Frank Steiner and coworkers from Saarland University and Dionex, Germering, Germany have developed an MS-triggered semipreparative HPLC system for automated purification and fractionation of complex mixtures. Unlike most systems reported in literature, their system was not based upon a passive splitter. The tubing and the size of a make-up flow to enhance MS detection were optimized by theoretical modeling and experimental results. It turned out that the crucial system delay time (time between band arrival at MS and at the fraction collector) was independent of the make-up flow rate over a wide range. However, the delay time was sensitive to variations in the prep column flow rate. This delay time was of the utmost concern when using a high-permeability silica monolith column for speeding up the preparative fractionation. In such a case, the tubing design was adopted to generate the required delay time.
The optimized system was applied to target-oriented fractionation of complex natural products. Unlike a "one sample, one fraction" strategy as primarily pursued with MS-triggered automated purification in combinatorial synthesis, this mode of application was not yet found in literature. They reported the preparative fractionation of St. John's Wort extracts obtained from accelerated solvent extraction (ASE) using the automated purification system. The obvious advantage of a MS trigger over a nonselective UV trigger, namely, to reduce the number of fractions to those that are desired, is of crucial importance when the system is applied to samples of high complexity.

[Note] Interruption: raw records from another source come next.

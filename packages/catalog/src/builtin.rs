//! Built-in component definitions and starter templates.
//!
//! This is the static catalog the hydration source serves when the user
//! picks a template instead of loading a persisted page.

use crate::definitions::{ComponentDefinition, Definitions, ElementSeed};
use pagecraft_document::{
    BackgroundStyle, ColorScheme, ElementKind, GlobalSettings, IdGenerator, Padding, Section,
    SectionLock, SectionProperties, Template,
};
use serde_json::json;
use std::collections::BTreeSet;

/// The built-in component definition set
pub fn definitions() -> Definitions {
    let mut defs = Definitions::new();

    defs.register(
        ComponentDefinition::new(
            "hero-image",
            "Hero image",
            json!({"content": {"title": "Welcome", "subtitle": "Start building"}, "layout": "center"}),
        )
        .with_element(ElementSeed::new(ElementKind::Heading, json!({"text": "Welcome", "level": 1})))
        .with_element(ElementSeed::new(ElementKind::Paragraph, json!({"text": "Start building"})))
        .with_element(ElementSeed::new(ElementKind::Image, json!({"src": "", "alt": ""})))
        .with_element(ElementSeed::new(ElementKind::Button, json!({"label": "Get started", "href": "#"}))),
    );

    defs.register(
        ComponentDefinition::new(
            "video-hero",
            "Video hero",
            json!({"content": {"title": "Watch", "subtitle": "See it in action"}, "autoplay": false}),
        )
        .with_element(ElementSeed::new(ElementKind::Heading, json!({"text": "Watch", "level": 1})))
        .with_element(ElementSeed::new(ElementKind::Video, json!({"src": "", "poster": ""})))
        .with_element(ElementSeed::new(ElementKind::Button, json!({"label": "Learn more", "href": "#"}))),
    );

    defs.register(
        ComponentDefinition::new(
            "feature-grid",
            "Feature grid",
            json!({"content": {"title": "Features"}, "columns": 3}),
        )
        .with_element(ElementSeed::new(ElementKind::Heading, json!({"text": "Features", "level": 2})))
        .with_element(ElementSeed::new(
            ElementKind::Group,
            json!({"items": [{"title": "Fast", "body": ""}, {"title": "Simple", "body": ""}, {"title": "Yours", "body": ""}]}),
        )),
    );

    defs.register(
        ComponentDefinition::new(
            "product-card",
            "Product card",
            json!({"content": {"name": "Product", "price": "0.00", "currency": "USD"}}),
        )
        .with_element(ElementSeed::new(ElementKind::Image, json!({"src": "", "alt": ""})))
        .with_element(ElementSeed::new(ElementKind::Heading, json!({"text": "Product", "level": 3})))
        .with_element(ElementSeed::new(ElementKind::Paragraph, json!({"text": "0.00"})))
        .with_element(ElementSeed::new(ElementKind::Button, json!({"label": "Add to cart", "href": "#"}))),
    );

    defs.register(
        ComponentDefinition::new(
            "contact-form",
            "Contact form",
            json!({"content": {"title": "Get in touch"}, "submitLabel": "Send"}),
        )
        .with_element(ElementSeed::new(ElementKind::Heading, json!({"text": "Get in touch", "level": 2})))
        .with_element(ElementSeed::new(ElementKind::FormField, json!({"fieldType": "text", "label": "Name"})))
        .with_element(ElementSeed::new(ElementKind::FormField, json!({"fieldType": "email", "label": "Email"})))
        .with_element(ElementSeed::new(ElementKind::FormField, json!({"fieldType": "textarea", "label": "Message"})))
        .with_element(ElementSeed::new(ElementKind::Button, json!({"label": "Send", "href": ""}))),
    );

    defs.register(
        ComponentDefinition::new(
            "text-block",
            "Text block",
            json!({"content": {"body": ""}, "width": "narrow"}),
        )
        .with_element(ElementSeed::new(ElementKind::RichText, json!({"html": "<p></p>"}))),
    );

    defs.register(
        ComponentDefinition::new(
            "footer",
            "Footer",
            json!({"content": {"copyright": "© Pagecraft"}, "showSocial": true}),
        )
        .with_element(ElementSeed::new(ElementKind::Divider, json!({})).fixed())
        .with_element(ElementSeed::new(ElementKind::Paragraph, json!({"text": "© Pagecraft"}))),
    );

    defs
}

/// Starter templates built from the given definition set.
///
/// Every template returned here passes hydration validation.
pub fn starter_templates(defs: &Definitions) -> Vec<Template> {
    let mut templates = Vec::new();

    if let Some(landing) = landing_template(defs) {
        templates.push(landing);
    }
    if let Some(storefront) = storefront_template(defs) {
        templates.push(storefront);
    }

    templates
}

fn landing_template(defs: &Definitions) -> Option<Template> {
    let mut ids = IdGenerator::new("Landing");
    let template_id = ids.new_id();

    let hero = Section {
        id: ids.new_id(),
        name: "Hero".to_string(),
        title: Some("Above the fold".to_string()),
        subtitle: None,
        properties: SectionProperties {
            background_style: BackgroundStyle::Gradient,
            gradient_start: Some("#1a1a2e".to_string()),
            gradient_end: Some("#16213e".to_string()),
            gradient_direction: Some("to-bottom".to_string()),
            padding: Padding { vertical: 96, horizontal: 24 },
            ..SectionProperties::default()
        },
        allowed_component_kinds: BTreeSet::from(["hero-image".to_string(), "video-hero".to_string()]),
        components: vec![defs.get("hero-image")?.instantiate(&mut ids)],
        editable: SectionLock::Editable,
    };

    let features = Section {
        id: ids.new_id(),
        name: "Features".to_string(),
        title: None,
        subtitle: None,
        properties: SectionProperties {
            background_style: BackgroundStyle::Color,
            background_color: Some("#ffffff".to_string()),
            padding: Padding { vertical: 64, horizontal: 24 },
            ..SectionProperties::default()
        },
        allowed_component_kinds: BTreeSet::new(),
        components: vec![
            defs.get("feature-grid")?.instantiate(&mut ids),
            defs.get("text-block")?.instantiate(&mut ids),
        ],
        editable: SectionLock::Editable,
    };

    let contact = Section {
        id: ids.new_id(),
        name: "Contact".to_string(),
        title: Some("Get in touch".to_string()),
        subtitle: None,
        properties: SectionProperties {
            background_style: BackgroundStyle::Color,
            background_color: Some("#f5f5f5".to_string()),
            padding: Padding { vertical: 64, horizontal: 24 },
            ..SectionProperties::default()
        },
        allowed_component_kinds: BTreeSet::from(["contact-form".to_string(), "text-block".to_string()]),
        components: vec![defs.get("contact-form")?.instantiate(&mut ids)],
        editable: SectionLock::Editable,
    };

    // Footer ships locked: components can be edited but not added or removed
    let footer = Section {
        id: ids.new_id(),
        name: "Footer".to_string(),
        title: None,
        subtitle: None,
        properties: SectionProperties {
            background_style: BackgroundStyle::Color,
            background_color: Some("#1a1a2e".to_string()),
            padding: Padding { vertical: 32, horizontal: 24 },
            ..SectionProperties::default()
        },
        allowed_component_kinds: BTreeSet::from(["footer".to_string()]),
        components: vec![defs.get("footer")?.instantiate(&mut ids)],
        editable: SectionLock::LockedComponents,
    };

    Some(Template {
        id: template_id,
        name: "Landing".to_string(),
        global_settings: GlobalSettings {
            title: "Landing".to_string(),
            subtitle: "A single-page launch site".to_string(),
            meta_description: "Launch page built with Pagecraft".to_string(),
            logo: None,
            color_scheme: ColorScheme {
                primary: "#1a1a2e".to_string(),
                secondary: "#16213e".to_string(),
                accent: "#e94560".to_string(),
            },
        },
        sections: vec![hero, features, contact, footer],
    })
}

fn storefront_template(defs: &Definitions) -> Option<Template> {
    let mut ids = IdGenerator::new("Storefront");
    let template_id = ids.new_id();

    let hero = Section {
        id: ids.new_id(),
        name: "Hero".to_string(),
        title: None,
        subtitle: None,
        properties: SectionProperties {
            background_style: BackgroundStyle::Image,
            background_image: Some("/assets/storefront-hero.jpg".to_string()),
            padding: Padding { vertical: 120, horizontal: 24 },
            ..SectionProperties::default()
        },
        allowed_component_kinds: BTreeSet::from(["hero-image".to_string(), "video-hero".to_string()]),
        components: vec![defs.get("video-hero")?.instantiate(&mut ids)],
        editable: SectionLock::Editable,
    };

    let products = Section {
        id: ids.new_id(),
        name: "Products".to_string(),
        title: Some("Shop the collection".to_string()),
        subtitle: None,
        properties: SectionProperties {
            background_style: BackgroundStyle::Color,
            background_color: Some("#ffffff".to_string()),
            padding: Padding { vertical: 64, horizontal: 24 },
            ..SectionProperties::default()
        },
        allowed_component_kinds: BTreeSet::from(["product-card".to_string()]),
        components: vec![
            defs.get("product-card")?.instantiate(&mut ids),
            defs.get("product-card")?.instantiate(&mut ids),
            defs.get("product-card")?.instantiate(&mut ids),
        ],
        editable: SectionLock::Editable,
    };

    let footer = Section {
        id: ids.new_id(),
        name: "Footer".to_string(),
        title: None,
        subtitle: None,
        properties: SectionProperties {
            background_style: BackgroundStyle::Color,
            background_color: Some("#111111".to_string()),
            padding: Padding { vertical: 32, horizontal: 24 },
            ..SectionProperties::default()
        },
        allowed_component_kinds: BTreeSet::from(["footer".to_string()]),
        components: vec![defs.get("footer")?.instantiate(&mut ids)],
        editable: SectionLock::LockedComponents,
    };

    Some(Template {
        id: template_id,
        name: "Storefront".to_string(),
        global_settings: GlobalSettings {
            title: "Storefront".to_string(),
            subtitle: "Sell online".to_string(),
            meta_description: "Storefront built with Pagecraft".to_string(),
            logo: None,
            color_scheme: ColorScheme {
                primary: "#111111".to_string(),
                secondary: "#444444".to_string(),
                accent: "#ff6b35".to_string(),
            },
        },
        sections: vec![hero, products, footer],
    })
}
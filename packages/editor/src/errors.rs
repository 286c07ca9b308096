//! Error types for the editor

use thiserror::Error;

#[derive(Error, Debug, Clone, PartialEq)]
pub enum EditorError {
    #[error("invalid document: {0}")]
    Validation(#[from] pagecraft_document::ValidationError),

    #[error("mutation error: {0}")]
    Mutation(#[from] crate::mutations::MutationError),

    #[error("document is in preview mode")]
    PreviewMode,
}
use crc32fast::Hasher;

/// Derive a stable id seed from a template name using CRC32
pub fn get_template_seed(name: &str) -> String {
    let mut hasher = Hasher::new();
    hasher.update(name.as_bytes());
    format!("{:x}", hasher.finalize())
}

/// Sequential id generator for nodes within a template.
///
/// Ids are `"{seed}_{count}"`. The joiner is an underscore because `-` is
/// reserved by the selection key encoding (see the editor's address
/// resolver); the hydration validator rejects ids containing `-` for the
/// same reason.
#[derive(Debug, Clone)]
pub struct IdGenerator {
    seed: String,
    count: u32,
}

impl IdGenerator {
    pub fn new(template_name: &str) -> Self {
        Self {
            seed: get_template_seed(template_name),
            count: 0,
        }
    }

    pub fn from_seed(seed: String) -> Self {
        Self { seed, count: 0 }
    }

    /// Resume counting past ids already present in a hydrated document
    pub fn resume(seed: String, count: u32) -> Self {
        Self { seed, count }
    }

    /// Generate next sequential id
    pub fn new_id(&mut self) -> String {
        self.count += 1;
        format!("{}_{}", self.seed, self.count)
    }

    /// Get the seed this generator derives ids from
    pub fn seed(&self) -> &str {
        &self.seed
    }
}
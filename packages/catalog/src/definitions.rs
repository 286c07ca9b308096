use pagecraft_document::{Component, ComponentLock, Element, ElementKind, IdGenerator, PropertyMap};
use serde_json::Value;
use std::collections::HashMap;

/// Convert a `json!` object literal into a property map.
///
/// Non-object values yield an empty map; definitions are authored as object
/// literals so this never discards data in practice.
pub(crate) fn object(value: Value) -> PropertyMap {
    match value {
        Value::Object(map) => map.into_iter().collect(),
        _ => PropertyMap::new(),
    }
}

/// Blueprint for one element of a component definition.
///
/// Seeds carry no ids; ids are assigned at instantiation time so every
/// instantiated component gets fresh, sibling-unique element ids.
#[derive(Debug, Clone)]
pub struct ElementSeed {
    pub kind: ElementKind,
    pub properties: PropertyMap,
    pub editable: bool,
}

impl ElementSeed {
    pub fn new(kind: ElementKind, properties: Value) -> Self {
        Self {
            kind,
            properties: object(properties),
            editable: true,
        }
    }

    /// Mark the seeded element as not inline-editable
    pub fn fixed(mut self) -> Self {
        self.editable = false;
        self
    }

    fn instantiate(&self, ids: &mut IdGenerator) -> Element {
        Element {
            id: ids.new_id(),
            kind: self.kind,
            properties: self.properties.clone(),
            style: PropertyMap::new(),
            editable: self.editable,
            locked: false,
        }
    }
}

/// Default shape for one component kind
#[derive(Debug, Clone)]
pub struct ComponentDefinition {
    pub kind: String,
    pub label: String,
    pub parameters: PropertyMap,
    pub elements: Vec<ElementSeed>,
}

impl ComponentDefinition {
    pub fn new(kind: &str, label: &str, parameters: Value) -> Self {
        Self {
            kind: kind.to_string(),
            label: label.to_string(),
            parameters: object(parameters),
            elements: Vec::new(),
        }
    }

    pub fn with_element(mut self, seed: ElementSeed) -> Self {
        self.elements.push(seed);
        self
    }

    /// Instantiate a fresh component with a generated id
    pub fn instantiate(&self, ids: &mut IdGenerator) -> Component {
        let id = ids.new_id();
        self.instantiate_as(id, ids)
    }

    /// Instantiate with a caller-supplied id.
    ///
    /// Used by kind replacement, which must reuse the old component's id so
    /// selection and DOM identity stay stable.
    pub fn instantiate_as(&self, id: impl Into<String>, ids: &mut IdGenerator) -> Component {
        Component {
            id: id.into(),
            kind: self.kind.clone(),
            elements: self.elements.iter().map(|seed| seed.instantiate(ids)).collect(),
            parameters: self.parameters.clone(),
            editable: ComponentLock::Editable,
        }
    }
}

/// Registry of component definitions, keyed by kind
#[derive(Debug, Clone, Default)]
pub struct Definitions {
    map: HashMap<String, ComponentDefinition>,
}

impl Definitions {
    pub fn new() -> Self {
        Self::default()
    }

    pub fn register(&mut self, definition: ComponentDefinition) {
        self.map.insert(definition.kind.clone(), definition);
    }

    pub fn get(&self, kind: &str) -> Option<&ComponentDefinition> {
        self.map.get(kind)
    }

    pub fn contains(&self, kind: &str) -> bool {
        self.map.contains_key(kind)
    }

    pub fn kinds(&self) -> impl Iterator<Item = &str> {
        self.map.keys().map(String::as_str)
    }

    pub fn len(&self) -> usize {
        self.map.len()
    }

    pub fn is_empty(&self) -> bool {
        self.map.is_empty()
    }
}

#[cfg(test)]
mod tests {
    use super::*;
    use serde_json::json;

    fn fixture() -> Definitions {
        let mut defs = Definitions::new();
        defs.register(
            ComponentDefinition::new("hero-image", "Hero image", json!({"content": {"title": "Welcome"}}))
                .with_element(ElementSeed::new(ElementKind::Heading, json!({"text": "Welcome", "level": 1})))
                .with_element(ElementSeed::new(ElementKind::Image, json!({"src": "", "alt": ""}))),
        );
        defs
    }

    #[test]
    fn test_instantiate_assigns_fresh_ids() {
        let defs = fixture();
        let mut ids = IdGenerator::new("test");

        let a = defs.get("hero-image").unwrap().instantiate(&mut ids);
        let b = defs.get("hero-image").unwrap().instantiate(&mut ids);

        assert_ne!(a.id, b.id);
        assert_eq!(a.elements.len(), 2);
        assert_ne!(a.elements[0].id, a.elements[1].id);
        assert_ne!(a.elements[0].id, b.elements[0].id);
    }

    #[test]
    fn test_instantiate_as_reuses_id() {
        let defs = fixture();
        let mut ids = IdGenerator::new("test");

        let component = defs.get("hero-image").unwrap().instantiate_as("c1", &mut ids);

        assert_eq!(component.id, "c1");
        assert_eq!(component.kind, "hero-image");
        assert_eq!(component.parameters["content"], json!({"title": "Welcome"}));
    }

    #[test]
    fn test_unknown_kind_lookup() {
        let defs = fixture();
        assert!(defs.get("video-hero").is_none());
        assert!(!defs.contains("video-hero"));
    }

    #[test]
    fn test_fixed_seed_is_not_editable() {
        let seed = ElementSeed::new(ElementKind::Divider, json!({})).fixed();
        let mut ids = IdGenerator::new("test");
        let element = seed.instantiate(&mut ids);
        assert!(!element.editable);
    }
}
impl Mutation {
    /// Apply to a template, producing a new template.
    ///
    /// The input is untouched; on `Err` the caller's template is the
    /// unchanged document, making every denial a no-op by construction.
    pub fn apply(
        &self,
        template: &Template,
        definitions: &Definitions,
        ids: &mut IdGenerator,
    ) -> Result<Template, MutationError> {
        let mut next = template.clone();

        match self {
            Mutation::UpdateSettings { settings } => {
                apply_settings(&mut next, settings);
            }

            Mutation::AddSection { section, index } => {
                check_new_id(&section.id)?;
                if next.section(&section.id).is_some() {
                    return Err(MutationError::DuplicateId(section.id.clone()));
                }
                let at = index.unwrap_or(next.sections.len()).min(next.sections.len());
                next.sections.insert(at, section.clone());
            }

            Mutation::UpdateSection { section_id, patch } => {
                let section = find_section_mut(&mut next, section_id)?;
                gate(section.editable, OperationKind::UpdateContent)?;
                apply_section_patch(section, patch);
            }

            Mutation::DeleteSection { section_id } => {
                let section = find_section(&next, section_id)?;
                gate(section.editable, OperationKind::Delete)?;
                let at = next.section_index(section_id).ok_or_else(|| {
                    MutationError::SectionNotFound(section_id.clone())
                })?;
                next.sections.remove(at);
            }

            Mutation::MoveSection {
                section_id,
                direction,
            } => {
                let at = next
                    .section_index(section_id)
                    .ok_or_else(|| MutationError::SectionNotFound(section_id.clone()))?;
                if let Some(to) = swap_target(at, *direction, next.sections.len()) {
                    next.sections.swap(at, to);
                }
            }

            Mutation::MoveSectionTo { section_id, index } => {
                let at = next
                    .section_index(section_id)
                    .ok_or_else(|| MutationError::SectionNotFound(section_id.clone()))?;
                let section = next.sections.remove(at);
                let to = (*index).min(next.sections.len());
                next.sections.insert(to, section);
            }

            Mutation::AddComponent {
                section_id,
                component,
                index,
            } => {
                check_new_id(&component.id)?;
                let section = find_section_mut(&mut next, section_id)?;
                gate(section.editable, OperationKind::AddChild)?;
                if !section.permits_kind(&component.kind) {
                    return Err(MutationError::KindNotAllowed {
                        section_id: section_id.clone(),
                        kind: component.kind.clone(),
                    });
                }
                if section.component(&component.id).is_some() {
                    return Err(MutationError::DuplicateId(component.id.clone()));
                }
                let at = index
                    .unwrap_or(section.components.len())
                    .min(section.components.len());
                section.components.insert(at, component.clone());
            }

            Mutation::UpdateComponent {
                section_id,
                component_id,
                parameters,
            } => {
                let component = find_component_mut(&mut next, section_id, component_id)?;
                gate(component.editable, OperationKind::UpdateContent)?;
                merge_map(&mut component.parameters, parameters, MergeDepth::OneLevel);
            }

            Mutation::ReplaceComponent {
                section_id,
                component_id,
                new_kind,
            } => {
                let definition = definitions
                    .get(new_kind)
                    .ok_or_else(|| MutationError::UnknownComponentKind(new_kind.clone()))?;

                let section = find_section_mut(&mut next, section_id)?;
                if !section.permits_kind(new_kind) {
                    return Err(MutationError::KindNotAllowed {
                        section_id: section_id.clone(),
                        kind: new_kind.clone(),
                    });
                }

                let at = section.component_index(component_id).ok_or_else(|| {
                    MutationError::ComponentNotFound {
                        section_id: section_id.clone(),
                        component_id: component_id.clone(),
                    }
                })?;
                gate(section.components[at].editable, OperationKind::ReplaceKind)?;

                // Fresh defaults under the old id; old content is not merged
                section.components[at] = definition.instantiate_as(component_id.clone(), ids);
            }

            Mutation::DeleteComponent {
                section_id,
                component_id,
            } => {
                let section = find_section_mut(&mut next, section_id)?;
                gate(section.editable, OperationKind::Delete)?;
                let at = section.component_index(component_id).ok_or_else(|| {
                    MutationError::ComponentNotFound {
                        section_id: section_id.clone(),
                        component_id: component_id.clone(),
                    }
                })?;
                gate(section.components[at].editable, OperationKind::Delete)?;
                section.components.remove(at);
            }

            Mutation::MoveComponent {
                section_id,
                component_id,
                direction,
            } => {
                let section = find_section_mut(&mut next, section_id)?;
                gate(section.editable, OperationKind::Move)?;
                let at = section.component_index(component_id).ok_or_else(|| {
                    MutationError::ComponentNotFound {
                        section_id: section_id.clone(),
                        component_id: component_id.clone(),
                    }
                })?;
                if let Some(to) = swap_target(at, *direction, section.components.len()) {
                    section.components.swap(at, to);
                }
            }

            Mutation::MoveComponentTo {
                section_id,
                component_id,
                index,
            } => {
                let section = find_section_mut(&mut next, section_id)?;
                gate(section.editable, OperationKind::Move)?;
                let at = section.component_index(component_id).ok_or_else(|| {
                    MutationError::ComponentNotFound {
                        section_id: section_id.clone(),
                        component_id: component_id.clone(),
                    }
                })?;
                let component = section.components.remove(at);
                let to = (*index).min(section.components.len());
                section.components.insert(to, component);
            }

            Mutation::UpdateElement {
                section_id,
                component_id,
                element_id,
                properties,
                style,
            } => {
                let component = find_component_mut(&mut next, section_id, component_id)?;
                gate(component.editable, OperationKind::UpdateContent)?;
                let element = component.element_mut(element_id).ok_or_else(|| {
                    MutationError::ElementNotFound {
                        component_id: component_id.clone(),
                        element_id: element_id.clone(),
                    }
                })?;

                if !properties.is_empty() {
                    if !element_permits(element, OperationKind::UpdateContent) {
                        return Err(MutationError::PermissionDenied {
                            operation: OperationKind::UpdateContent,
                        });
                    }
                    merge_map(&mut element.properties, properties, MergeDepth::OneLevel);
                }
                if !style.is_empty() {
                    if !element_permits(element, OperationKind::UpdateStyle) {
                        return Err(MutationError::PermissionDenied {
                            operation: OperationKind::UpdateStyle,
                        });
                    }
                    merge_map(&mut element.style, style, MergeDepth::OneLevel);
                }
            }

            Mutation::SetSectionLock { section_id, lock } => {
                let section = find_section_mut(&mut next, section_id)?;
                section.editable = *lock;
            }

            Mutation::SetComponentLock {
                section_id,
                component_id,
                lock,
            } => {
                let component = find_component_mut(&mut next, section_id, component_id)?;
                component.editable = *lock;
            }
        }

        Ok(next)
    }

    /// Probe the lock policy for this mutation without applying it.
    ///
    /// A target that does not resolve counts as not permitted; the UI uses
    /// this to decide which affordances to render.
    pub fn permitted(&self, template: &Template) -> bool {
        match self {
            Mutation::UpdateSettings { .. } | Mutation::AddSection { .. } => true,

            Mutation::UpdateSection { section_id, .. } => template
                .section(section_id)
                .is_some_and(|s| s.editable.permits(OperationKind::UpdateContent)),

            Mutation::DeleteSection { section_id } => template
                .section(section_id)
                .is_some_and(|s| s.editable.permits(OperationKind::Delete)),

            Mutation::MoveSection { section_id, .. }
            | Mutation::MoveSectionTo { section_id, .. } => {
                template.section(section_id).is_some()
            }

            Mutation::AddComponent { section_id, component, .. } => template
                .section(section_id)
                .is_some_and(|s| {
                    s.editable.permits(OperationKind::AddChild) && s.permits_kind(&component.kind)
                }),

            Mutation::UpdateComponent {
                section_id,
                component_id,
                ..
            } => component_of(template, section_id, component_id)
                .is_some_and(|c| c.editable.permits(OperationKind::UpdateContent)),

            Mutation::ReplaceComponent {
                section_id,
                component_id,
                ..
            } => component_of(template, section_id, component_id)
                .is_some_and(|c| c.editable.permits(OperationKind::ReplaceKind)),

            Mutation::DeleteComponent {
                section_id,
                component_id,
            } => template.section(section_id).is_some_and(|s| {
                s.editable.permits(OperationKind::Delete)
                    && s.component(component_id)
                        .is_some_and(|c| c.editable.permits(OperationKind::Delete))
            }),

            Mutation::MoveComponent {
                section_id,
                component_id,
                ..
            }
            | Mutation::MoveComponentTo {
                section_id,
                component_id,
                ..
            } => template.section(section_id).is_some_and(|s| {
                s.editable.permits(OperationKind::Move) && s.component(component_id).is_some()
            }),

            Mutation::UpdateElement {
                section_id,
                component_id,
                element_id,
                properties,
                style,
            } => template.section(section_id).is_some_and(|s| {
                s.component(component_id).is_some_and(|c| {
                    c.editable.permits(OperationKind::UpdateContent)
                        && c.element(element_id).is_some_and(|e| {
                            (properties.is_empty()
                                || element_permits(e, OperationKind::UpdateContent))
                                && (style.is_empty()
                                    || element_permits(e, OperationKind::UpdateStyle))
                        })
                })
            }),

            Mutation::SetSectionLock { section_id, .. } => {
                template.section(section_id).is_some()
            }

            Mutation::SetComponentLock {
                section_id,
                component_id,
                ..
            } => component_of(template, section_id, component_id).is_some(),
        }
    }
}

Karin Cabrera of Merck, Darmstadt, Germany, and Japanese co-workers from Kyoto University and Kyoto Monolith further elaborated on their commercial Chromolith monolithic columns and contrary to the Arqule presentation, her feeling was that large library screening is still required, so her talk was poised around screening with 200,000 compound libraries. By using monolith columns with multiplexed LC–MS systems, they could achieve around 1560 samples/day throughput. She also reported in their experience, the reproducibility of monolith columns was better than particle-packed columns and that they were twice as stable.
Zeki Altun and co-workers from Astra Zeneca, Sodertalje, Sweden, and Karlstad University, Kalsdad, Sweden improved sample preparation throughput by using monolith polymer plugs packed in 96-well tips rather than SPE packed beds. The increased flow rates through the monolith allowed them to run a single 96-well plate of samples in about 2 min. They were able to validate a method for a model drug compound in plasma much faster than previously.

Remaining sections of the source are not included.